Exercise prompt — Could you output the complete listing given below exactly?
[Exercise material Boundary: Start]
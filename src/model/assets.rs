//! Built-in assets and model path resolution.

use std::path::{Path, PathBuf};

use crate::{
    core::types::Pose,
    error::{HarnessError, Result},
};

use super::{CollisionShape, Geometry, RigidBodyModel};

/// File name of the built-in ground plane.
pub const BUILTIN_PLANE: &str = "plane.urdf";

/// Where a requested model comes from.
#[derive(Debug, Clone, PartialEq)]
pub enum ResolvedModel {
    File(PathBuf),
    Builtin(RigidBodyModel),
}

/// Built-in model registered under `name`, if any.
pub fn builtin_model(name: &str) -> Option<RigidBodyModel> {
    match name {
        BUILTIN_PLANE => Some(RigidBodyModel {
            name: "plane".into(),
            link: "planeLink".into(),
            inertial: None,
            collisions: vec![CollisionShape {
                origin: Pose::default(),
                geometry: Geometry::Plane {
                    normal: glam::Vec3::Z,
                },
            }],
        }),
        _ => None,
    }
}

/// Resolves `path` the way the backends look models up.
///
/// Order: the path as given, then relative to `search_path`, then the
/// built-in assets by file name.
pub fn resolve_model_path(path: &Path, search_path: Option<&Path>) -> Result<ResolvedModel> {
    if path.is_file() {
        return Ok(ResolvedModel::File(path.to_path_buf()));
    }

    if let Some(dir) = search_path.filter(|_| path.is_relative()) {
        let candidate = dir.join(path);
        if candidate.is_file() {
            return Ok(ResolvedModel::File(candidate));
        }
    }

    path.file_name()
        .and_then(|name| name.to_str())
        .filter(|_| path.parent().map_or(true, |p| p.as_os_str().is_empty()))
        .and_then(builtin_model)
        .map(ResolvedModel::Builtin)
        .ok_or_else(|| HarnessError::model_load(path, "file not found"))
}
[Exercise material Boundary: End]
Exercise response —
filename src/model/assets.rs
//! Built-in assets and model path resolution.

use std::path::{Path, PathBuf};

use crate::{
    core::types::Pose,
    error::{HarnessError, Result},
};

use super::{CollisionShape, Geometry, RigidBodyModel};

/// File name of the built-in ground plane.
pub const BUILTIN_PLANE: &str = "plane.urdf";

/// Where a requested model comes from.
#[derive(Debug, Clone, PartialEq)]
pub enum ResolvedModel {
    File(PathBuf),
    Builtin(RigidBodyModel),
}

/// Built-in model registered under `name`, if any.
pub fn builtin_model(name: &str) -> Option<RigidBodyModel> {
    match name {
        BUILTIN_PLANE => Some(RigidBodyModel {
            name: "plane".into(),
            link: "planeLink".into(),
            inertial: None,
            collisions: vec![CollisionShape {
                origin: Pose::default(),
                geometry: Geometry::Plane {
                    normal: glam::Vec3::Z,
                },
            }],
        }),
        _ => None,
    }
}

/// Resolves `path` the way the backends look models up.
///
/// Order: the path as given, then relative to `search_path`, then the
/// built-in assets by file name.
pub fn resolve_model_path(path: &Path, search_path: Option<&Path>) -> Result<ResolvedModel> {
    if path.is_file() {
        return Ok(ResolvedModel::File(path.to_path_buf()));
    }

    if let Some(dir) = search_path.filter(|_| path.is_relative()) {
        let candidate = dir.join(path);
        if candidate.is_file() {
            return Ok(ResolvedModel::File(candidate));
        }
    }

    path.file_name()
        .and_then(|name| name.to_str())
        .filter(|_| path.parent().map_or(true, |p| p.as_os_str().is_empty()))
        .and_then(builtin_model)
        .map(ResolvedModel::Builtin)
        .ok_or_else(|| HarnessError::model_load(path, "file not found"))
}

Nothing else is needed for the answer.